* [WHAT YOU NEED TO DO] Check every line of the data below for the string "NumbaError", and copy the ones that hold it.

* [Stored records]
>>>

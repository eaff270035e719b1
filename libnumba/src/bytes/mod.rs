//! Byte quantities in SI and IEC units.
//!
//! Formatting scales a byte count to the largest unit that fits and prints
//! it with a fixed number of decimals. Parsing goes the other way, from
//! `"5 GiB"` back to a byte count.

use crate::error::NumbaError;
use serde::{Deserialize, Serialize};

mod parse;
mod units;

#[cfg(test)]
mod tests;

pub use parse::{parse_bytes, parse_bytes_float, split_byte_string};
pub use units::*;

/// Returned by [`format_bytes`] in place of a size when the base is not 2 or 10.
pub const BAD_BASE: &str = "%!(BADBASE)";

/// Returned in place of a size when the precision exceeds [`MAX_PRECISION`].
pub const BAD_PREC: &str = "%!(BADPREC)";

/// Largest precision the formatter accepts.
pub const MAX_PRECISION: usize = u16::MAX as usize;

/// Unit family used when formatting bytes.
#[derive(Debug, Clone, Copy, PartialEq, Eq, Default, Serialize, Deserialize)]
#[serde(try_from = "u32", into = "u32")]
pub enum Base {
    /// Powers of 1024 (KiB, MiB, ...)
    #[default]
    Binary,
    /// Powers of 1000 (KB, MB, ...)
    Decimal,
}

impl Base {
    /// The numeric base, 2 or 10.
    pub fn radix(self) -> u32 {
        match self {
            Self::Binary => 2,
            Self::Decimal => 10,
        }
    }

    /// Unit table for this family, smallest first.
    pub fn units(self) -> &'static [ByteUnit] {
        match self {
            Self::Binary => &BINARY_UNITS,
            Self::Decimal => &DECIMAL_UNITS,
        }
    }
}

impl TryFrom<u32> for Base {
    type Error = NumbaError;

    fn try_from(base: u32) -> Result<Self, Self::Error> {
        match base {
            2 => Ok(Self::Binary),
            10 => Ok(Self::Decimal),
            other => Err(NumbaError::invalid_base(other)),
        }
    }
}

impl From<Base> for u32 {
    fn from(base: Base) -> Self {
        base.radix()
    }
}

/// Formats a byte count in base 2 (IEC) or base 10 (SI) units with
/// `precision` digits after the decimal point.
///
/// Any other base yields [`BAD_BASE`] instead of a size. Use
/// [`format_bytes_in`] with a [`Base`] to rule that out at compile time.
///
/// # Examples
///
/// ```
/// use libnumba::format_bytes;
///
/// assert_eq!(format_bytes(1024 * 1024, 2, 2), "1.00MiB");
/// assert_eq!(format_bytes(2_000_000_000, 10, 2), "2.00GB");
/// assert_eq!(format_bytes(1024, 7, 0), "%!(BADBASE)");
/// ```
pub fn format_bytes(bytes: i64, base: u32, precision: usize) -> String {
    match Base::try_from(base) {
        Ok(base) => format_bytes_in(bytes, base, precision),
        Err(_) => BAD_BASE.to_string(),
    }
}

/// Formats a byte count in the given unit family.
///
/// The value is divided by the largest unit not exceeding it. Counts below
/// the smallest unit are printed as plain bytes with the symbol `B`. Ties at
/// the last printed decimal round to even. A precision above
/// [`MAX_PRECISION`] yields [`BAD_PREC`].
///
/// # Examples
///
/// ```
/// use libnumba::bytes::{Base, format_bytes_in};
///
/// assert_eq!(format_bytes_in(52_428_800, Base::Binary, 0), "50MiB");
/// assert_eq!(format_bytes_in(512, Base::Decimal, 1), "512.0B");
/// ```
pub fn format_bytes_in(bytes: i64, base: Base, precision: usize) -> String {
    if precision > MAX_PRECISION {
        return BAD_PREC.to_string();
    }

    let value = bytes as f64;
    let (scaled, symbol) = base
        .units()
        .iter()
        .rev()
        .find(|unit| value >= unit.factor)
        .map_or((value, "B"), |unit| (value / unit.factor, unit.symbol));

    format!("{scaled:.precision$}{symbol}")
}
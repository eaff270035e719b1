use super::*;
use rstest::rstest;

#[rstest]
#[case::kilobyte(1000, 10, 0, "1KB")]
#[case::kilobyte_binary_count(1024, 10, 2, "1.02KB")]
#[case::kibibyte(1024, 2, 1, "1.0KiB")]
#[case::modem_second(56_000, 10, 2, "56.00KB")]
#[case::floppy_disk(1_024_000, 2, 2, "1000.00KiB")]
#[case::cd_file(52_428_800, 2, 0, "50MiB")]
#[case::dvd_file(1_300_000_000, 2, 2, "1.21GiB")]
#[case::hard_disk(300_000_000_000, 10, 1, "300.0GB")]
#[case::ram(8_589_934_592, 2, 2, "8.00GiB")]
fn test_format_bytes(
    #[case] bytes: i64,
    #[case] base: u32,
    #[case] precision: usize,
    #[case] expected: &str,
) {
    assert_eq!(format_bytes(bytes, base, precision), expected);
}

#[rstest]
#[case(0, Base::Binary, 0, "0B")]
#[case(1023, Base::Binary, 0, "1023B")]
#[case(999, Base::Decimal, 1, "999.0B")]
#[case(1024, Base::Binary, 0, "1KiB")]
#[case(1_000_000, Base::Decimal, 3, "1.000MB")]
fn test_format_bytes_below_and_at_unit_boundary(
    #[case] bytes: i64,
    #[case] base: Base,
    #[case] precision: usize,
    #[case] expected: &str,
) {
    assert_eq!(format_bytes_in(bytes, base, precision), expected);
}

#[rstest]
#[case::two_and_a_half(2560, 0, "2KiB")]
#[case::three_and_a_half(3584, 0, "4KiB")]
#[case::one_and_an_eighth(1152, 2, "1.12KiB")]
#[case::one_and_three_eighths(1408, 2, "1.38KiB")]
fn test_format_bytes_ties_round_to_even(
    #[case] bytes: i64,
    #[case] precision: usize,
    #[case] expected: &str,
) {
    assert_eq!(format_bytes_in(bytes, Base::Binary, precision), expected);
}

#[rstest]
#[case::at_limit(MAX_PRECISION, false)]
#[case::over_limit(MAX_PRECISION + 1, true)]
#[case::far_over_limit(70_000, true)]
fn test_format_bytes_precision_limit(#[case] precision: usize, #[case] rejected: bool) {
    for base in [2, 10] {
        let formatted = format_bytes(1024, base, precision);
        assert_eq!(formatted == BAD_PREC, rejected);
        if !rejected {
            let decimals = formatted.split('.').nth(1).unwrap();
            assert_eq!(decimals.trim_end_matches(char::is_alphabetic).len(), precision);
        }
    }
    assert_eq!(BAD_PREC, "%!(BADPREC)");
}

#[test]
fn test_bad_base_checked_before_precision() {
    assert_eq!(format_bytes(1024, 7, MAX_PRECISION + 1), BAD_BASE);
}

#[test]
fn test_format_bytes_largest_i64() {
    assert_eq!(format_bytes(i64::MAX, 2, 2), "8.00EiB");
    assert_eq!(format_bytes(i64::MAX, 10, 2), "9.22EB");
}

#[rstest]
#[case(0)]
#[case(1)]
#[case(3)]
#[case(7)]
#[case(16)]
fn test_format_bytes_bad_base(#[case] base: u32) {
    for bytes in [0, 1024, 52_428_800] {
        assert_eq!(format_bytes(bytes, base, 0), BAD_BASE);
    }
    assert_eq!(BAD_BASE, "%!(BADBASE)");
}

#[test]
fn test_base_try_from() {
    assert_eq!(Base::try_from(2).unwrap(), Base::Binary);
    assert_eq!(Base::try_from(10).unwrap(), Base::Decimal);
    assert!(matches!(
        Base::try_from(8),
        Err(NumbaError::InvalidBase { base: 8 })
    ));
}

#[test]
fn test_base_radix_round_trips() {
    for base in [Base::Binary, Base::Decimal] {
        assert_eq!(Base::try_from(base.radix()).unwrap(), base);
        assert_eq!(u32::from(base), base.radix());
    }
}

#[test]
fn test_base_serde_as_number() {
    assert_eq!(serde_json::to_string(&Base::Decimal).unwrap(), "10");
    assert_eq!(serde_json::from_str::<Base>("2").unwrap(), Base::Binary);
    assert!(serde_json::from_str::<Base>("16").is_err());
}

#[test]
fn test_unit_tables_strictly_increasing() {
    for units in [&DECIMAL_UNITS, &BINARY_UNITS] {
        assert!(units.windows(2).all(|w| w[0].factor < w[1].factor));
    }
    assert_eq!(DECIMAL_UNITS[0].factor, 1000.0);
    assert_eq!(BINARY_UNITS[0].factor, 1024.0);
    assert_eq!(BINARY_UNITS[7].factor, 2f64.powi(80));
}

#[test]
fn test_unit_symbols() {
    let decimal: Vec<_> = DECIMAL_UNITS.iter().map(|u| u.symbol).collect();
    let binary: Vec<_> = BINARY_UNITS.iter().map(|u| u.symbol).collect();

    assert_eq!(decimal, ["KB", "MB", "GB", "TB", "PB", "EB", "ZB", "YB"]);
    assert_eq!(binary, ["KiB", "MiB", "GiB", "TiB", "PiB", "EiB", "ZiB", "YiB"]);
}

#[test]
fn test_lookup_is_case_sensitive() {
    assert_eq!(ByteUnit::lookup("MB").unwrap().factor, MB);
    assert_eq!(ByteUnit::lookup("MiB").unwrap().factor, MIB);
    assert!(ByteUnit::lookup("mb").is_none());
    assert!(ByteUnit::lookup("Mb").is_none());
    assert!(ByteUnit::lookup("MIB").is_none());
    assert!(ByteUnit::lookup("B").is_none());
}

<<<

* [ANSWER SPACE]
use crate::error::NumbaError;
    type Error = NumbaError;
            other => Err(NumbaError::invalid_base(other)),
        Err(NumbaError::InvalidBase { base: 8 })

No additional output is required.